つまり、パンデミックで食の供給システムが厳しくなったことに対して、地域の食を買い上げ、学校に届ける費用について連邦政府が州政府を支援する、というもの。単に一時的に買い上げるだけでなくて、「公正で競争力があり回復力のあるローカルフードのネットワークの構築を支援することで、学校のフードシステムを強化し、歴史的に十分なサービスを受けていない生産者や加工業者からの購入に重点を置いて、地元および地域の市場を拡大する」というもの。そのための連邦政府の予算は2億ドルというから今のレートだと273億円、本格的な転換にはちょっと足りない額だけど、スタートさせるための手付金みたいなものか。

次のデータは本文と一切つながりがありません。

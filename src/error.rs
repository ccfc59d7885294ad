use thiserror::Error;

/// Errors produced while configuring, loading or running a clustering.
#[derive(Debug, Error)]
pub enum KMeansError {
    #[error("invalid configuration: {0}")]
    InvalidConfig(String),

    #[error("no points to cluster")]
    EmptyInput,

    #[error("point {index} does not fit {expected} dimensions (needs {found})")]
    DimensionMismatch {
        index: usize,
        expected: usize,
        found: usize,
    },

    #[error("invalid sparse entry at position {position}: {reason}")]
    InvalidSparseEntry { position: usize, reason: String },

    #[error("label {label:?} is not a cluster index below {num_clusters}")]
    InvalidLabel {
        label: Option<usize>,
        num_clusters: usize,
    },

    #[error("point {0} has no cluster label")]
    UnassignedPoint(usize),

    #[error("requested {requested} distinct seed centroids but only {found} distinct points exist")]
    InsufficientDistinctPoints { requested: usize, found: usize },

    #[error("parse error at line {line}: {message}")]
    Parse { line: usize, message: String },

    #[error(transparent)]
    Io(#[from] std::io::Error),

    #[error(transparent)]
    Yaml(#[from] serde_yaml::Error),

    #[error(transparent)]
    ThreadPool(#[from] rayon::ThreadPoolBuildError),
}

pub type Result<T> = std::result::Result<T, KMeansError>;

韓米自由貿易協定では韓国の学校給食で地域から食材を調達するとした条例が、米国からの食料輸入に関する貿易障壁になるとして攻撃していた国が、まったくその逆を行く動き。海外の生産者や地域の食を潰しておいて、一体何だと怒りたくもなるが、しかし、これは朗報なのでは?
日本だと、たとえば遺伝子組み換えや「ゲノム編集」食品の規制でも、農薬規制でも、学校給食の取り組みでも、取り組みを提案すると、「そんなこと言ってもISD条項があるから抵抗できない」などと、安保体制の影を見て、思考停止してしまう人が少なくない。「ほら、これも米国が背後にいる。だから日本で抵抗しても無駄」と思考を止めてしまう。
でも決して、そんなことはないと言い続けてきた。何事も突破できるのに、初めからダメと決めつけて抵抗しない。ゆでガエルのできあがり。
日本政府もいつまでも米国から食料を買い続けることが日本政府の務めなどと考えずに、まずは日本の中で食をどうしていくか、真剣に再考する時だろう。このままでは日本は世界で最大の餓死者を出しかねないという可能性だってある(2)。思考停止のまま、前例踏襲で同じことをやっていけば、悲劇に終わる。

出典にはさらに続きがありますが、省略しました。